Reazione al pericolo
L’informazione in arrivo dagli occhi, pur in modo non cosciente, svolge anche altre funzioni importanti. È nota, per esempio, la reazione al pericolo che, davanti a una potenziale minaccia, ci fa balzare all’indietro prima di averne preso coscienza. Oggi conosciamo il ruolo dell’amigdala e delle cortecce frontali nell’innescare queste risposte automatiche vitali e nel riconoscere le emozioni altrui, capacità altrettanto fondamentale per animali sociali come noi, ma dobbiamo a Weiskrantz la scoperta del ruolo dell’amigdala nelle emozioni e della connessione tra amigdala e visione.
«I pazienti con visione cieca possono riconoscere inconsapevolmente espressioni facciali e posture corporee, comprendendone la natura aggressiva o triste, sintonizzandosi rapidamente sulle emozioni altrui», sottolinea Tamietto, che ha partecipato agli studi sul fenomeno, il «contagio emotivo» osservato da Beatrice de Gelder della Maastricht University. Nei pazienti con visione cieca i muscoli della mimica facciale reagiscono coerentemente all’emozione espressa nell’immagine e ciò indica il riconoscimento dell’emozione in assenza di visione consapevole. Ciò conferma quanto il riconoscimento visivo delle emozioni e delle intenzioni altrui sia così vitale per specie come la nostra da bypassare il controllo cosciente. E infatti il «contagio emotivo» si verifica anche nei soggetti neurologicamente intatti per stimoli presentati sotto la soglia della coscienza.

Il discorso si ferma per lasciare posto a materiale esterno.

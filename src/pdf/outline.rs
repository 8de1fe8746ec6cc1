//! Bookmark outline and summary links, built on top of `lopdf`

use lopdf::{dictionary, Dictionary, Document, Object, ObjectId};

use crate::error::{Error, Result};
use crate::pdf::document::{page_ids, text_string};
use crate::pdf::summary::LinkTarget;

/// One bookmark and the bookmarks nested under it
#[derive(Debug, Clone, PartialEq)]
pub struct OutlineNode {
    pub title: String,
    /// 0-based index of the destination page in the final document
    pub page_index: usize,
    pub children: Vec<OutlineNode>,
}

impl OutlineNode {
    pub fn leaf(title: impl Into<String>, page_index: usize) -> Self {
        Self {
            title: title.into(),
            page_index,
            children: Vec::new(),
        }
    }
}

/// Write an `/Outlines` tree mirroring `nodes` into the document
///
/// Top-level entries are open; nested entries start closed. The catalog is
/// set to open with the bookmark pane showing.
pub fn apply_outline(doc: &mut Document, nodes: &[OutlineNode]) -> Result<()> {
    if nodes.is_empty() {
        return Ok(());
    }

    let pages = page_ids(doc);
    let outlines_id = doc.new_object_id();
    let (first, last) = write_level(doc, nodes, outlines_id, &pages)?;

    doc.objects.insert(
        outlines_id,
        Object::Dictionary(dictionary! {
            "Type" => "Outlines",
            "First" => first,
            "Last" => last,
            "Count" => nodes.len() as i64,
        }),
    );

    let catalog = catalog_mut(doc)?;
    catalog.set("Outlines", Object::Reference(outlines_id));
    catalog.set("PageMode", Object::Name(b"UseOutlines".to_vec()));

    Ok(())
}

/// Write one level of siblings; returns the first and last item ids
fn write_level(
    doc: &mut Document,
    nodes: &[OutlineNode],
    parent_id: ObjectId,
    pages: &[ObjectId],
) -> Result<(ObjectId, ObjectId)> {
    let ids: Vec<ObjectId> = nodes.iter().map(|_| doc.new_object_id()).collect();

    for (i, node) in nodes.iter().enumerate() {
        let page_ref = destination_page(pages, node.page_index)?;

        let mut item = dictionary! {
            "Title" => text_string(&node.title),
            "Parent" => parent_id,
            "Dest" => vec![Object::Reference(page_ref), Object::Name(b"Fit".to_vec())],
        };
        if i > 0 {
            item.set("Prev", Object::Reference(ids[i - 1]));
        }
        if i + 1 < ids.len() {
            item.set("Next", Object::Reference(ids[i + 1]));
        }
        if !node.children.is_empty() {
            let (first, last) = write_level(doc, &node.children, ids[i], pages)?;
            item.set("First", Object::Reference(first));
            item.set("Last", Object::Reference(last));
            item.set("Count", Object::Integer(-(node.children.len() as i64)));
        }

        doc.objects.insert(ids[i], Object::Dictionary(item));
    }

    Ok((ids[0], ids[ids.len() - 1]))
}

/// Add borderless link annotations jumping from summary entries to sections
///
/// `summary_page` indices are 0-based pages of the merged document; the
/// summary comes first, so they coincide with summary page indices.
pub fn apply_links(doc: &mut Document, links: &[LinkTarget]) -> Result<()> {
    let pages = page_ids(doc);

    for link in links {
        let source = destination_page(&pages, link.summary_page)?;
        let target = destination_page(&pages, link.target_page.saturating_sub(1))?;

        let annotation = dictionary! {
            "Type" => "Annot",
            "Subtype" => "Link",
            "Rect" => link.rect.iter().map(|&v| Object::Real(v)).collect::<Vec<_>>(),
            "Border" => vec![Object::Integer(0), Object::Integer(0), Object::Integer(0)],
            "A" => dictionary! {
                "S" => "GoTo",
                "D" => vec![Object::Reference(target), Object::Name(b"Fit".to_vec())],
            },
        };
        let annotation_id = doc.add_object(Object::Dictionary(annotation));

        let page = doc.get_object_mut(source)?.as_dict_mut()?;
        let mut annots = match page.get(b"Annots") {
            Ok(Object::Array(existing)) => existing.clone(),
            _ => Vec::new(),
        };
        annots.push(Object::Reference(annotation_id));
        page.set("Annots", Object::Array(annots));
    }

    Ok(())
}

fn destination_page(pages: &[ObjectId], index: usize) -> Result<ObjectId> {
    pages.get(index).copied().ok_or(Error::MissingPage {
        page: index + 1,
        page_count: pages.len(),
    })
}

fn catalog_mut(doc: &mut Document) -> Result<&mut Dictionary> {
    let catalog_id = doc
        .trailer
        .get(b"Root")
        .and_then(Object::as_reference)
        .map_err(|_| Error::General("No Root in trailer".to_string()))?;

    doc.get_object_mut(catalog_id)?
        .as_dict_mut()
        .map_err(|_| Error::General("Catalog is not a dictionary".to_string()))
}

#[cfg(test)]
mod tests {
    use super::*;
    use crate::layout::PageDimensions;
    use crate::pdf::document::build_document;
    use crate::pdf::metadata::read_outline;

    fn five_pages() -> Document {
        build_document(&PageDimensions::letter(), vec!["BT ET".to_string(); 5]).unwrap()
    }

    #[test]
    fn test_apply_nested_outline() {
        let mut doc = five_pages();
        let nodes = vec![
            OutlineNode {
                title: "smoke.xlsx".to_string(),
                page_index: 1,
                children: vec![OutlineNode::leaf("Login", 1), OutlineNode::leaf("Checkout", 2)],
            },
            OutlineNode::leaf("regression.xlsx", 4),
        ];

        apply_outline(&mut doc, &nodes).unwrap();

        let entries = read_outline(&doc);
        let titles: Vec<(&str, usize, Option<usize>)> = entries
            .iter()
            .map(|e| (e.title.as_str(), e.depth, e.page_number))
            .collect();
        assert_eq!(
            titles,
            vec![
                ("smoke.xlsx", 0, Some(2)),
                ("Login", 1, Some(2)),
                ("Checkout", 1, Some(3)),
                ("regression.xlsx", 0, Some(5)),
            ]
        );

        let catalog = doc.catalog().unwrap();
        assert_eq!(catalog.get(b"PageMode").unwrap().as_name().unwrap(), b"UseOutlines");
    }

    #[test]
    fn test_outline_missing_page() {
        let mut doc = five_pages();
        let result = apply_outline(&mut doc, &[OutlineNode::leaf("Beyond", 9)]);
        assert!(matches!(result, Err(Error::MissingPage { page: 10, page_count: 5 })));
    }

    #[test]
    fn test_empty_outline_is_noop() {
        let mut doc = five_pages();
        apply_outline(&mut doc, &[]).unwrap();
        assert!(doc.catalog().unwrap().get(b"Outlines").is_err());
    }

    #[test]
    fn test_apply_links_adds_annotations() {
        let mut doc = five_pages();
        let links = vec![
            LinkTarget {
                summary_page: 0,
                rect: [72.0, 600.0, 540.0, 612.0],
                target_page: 2,
            },
            LinkTarget {
                summary_page: 0,
                rect: [72.0, 580.0, 540.0, 592.0],
                target_page: 5,
            },
        ];

        apply_links(&mut doc, &links).unwrap();

        let pages = page_ids(&doc);
        let first = doc.get_dictionary(pages[0]).unwrap();
        let annots = first.get(b"Annots").unwrap().as_array().unwrap();
        assert_eq!(annots.len(), 2);

        let annot = doc.get_dictionary(annots[1].as_reference().unwrap()).unwrap();
        let action = annot.get(b"A").unwrap().as_dict().unwrap();
        let dest = action.get(b"D").unwrap().as_array().unwrap();
        assert_eq!(dest[0].as_reference().unwrap(), pages[4]);
    }
}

Il superamento di questa soglia da parte di uno stimolo sensoriale non dipende solo dalle condizioni di visibilità e posizione nello spazio, ma dalle conoscenze del soggetto e dallo stato funzionale del suo cervello: le emozioni - di cui parlerà Joseph LeDoux dell’Università di New York - alzano la «salienza» di alcuni stimoli e ne favoriscono l’accesso alla coscienza.
Oltre all’idea di uno stato di veglia in cui una parte dei contenuti percepiti non possano accedere alla coscienza, poi, dobbiamo a Weiskranzt una pionieristica elaborazione teorica sui correlati neurali della coscienza stessa, in anticipo sulle tecnologie di brain imaging. «Se la corteccia visiva è necessaria per generare consapevolezza, ciò non vuol dire che sia anche sufficiente. Al contrario - aggiunge Tamietto - Weiskrantz ha argomentato come l’informazione visiva debba accedere dalle aree sensoriali ad altre aree superiori per essere ulteriormente “rappresentata” e dare luogo a vissuti coscienti».
Fenomeno misterioso
Parlando proprio di questo misterioso fenomeno chiuderà la giornata Giovanni Berlucchi, professore emerito dell’Università di Verona. Il grande nome della neurofisiologia italiana, illustrerà alcuni modelli animali delle alterazioni della coscienza nell’uomo. Se nella visione cieca un cervello incosciente è in grado di agire, ci sono pazienti pienamente coscienti, ma impossibilitati ad agire, come nella sindrome «locked-in». «In questo e in altri casi di apparente assenza della coscienza il “commentary” dall’interno, che secondo Weiskrantz permette di distinguere comportamenti coscienti e incoscienti, può essere misurato attraverso le attività cerebrali», dice Berlucchi.
Osservando i comportamenti e l’attività neurale di questi pazienti, così diversi, si sta imparando che, se la percezione cosciente richiede l’attivazione di moduli neurali specifici legati alle varie modalità sensoriali, la coscienza dipende dalla «scarica sincrona» di reti neurali in aree distanti e anche profonde. La comprensione di questa «sinfonia elettrica» è una delle sfide che le neuroscienze dovranno affrontare.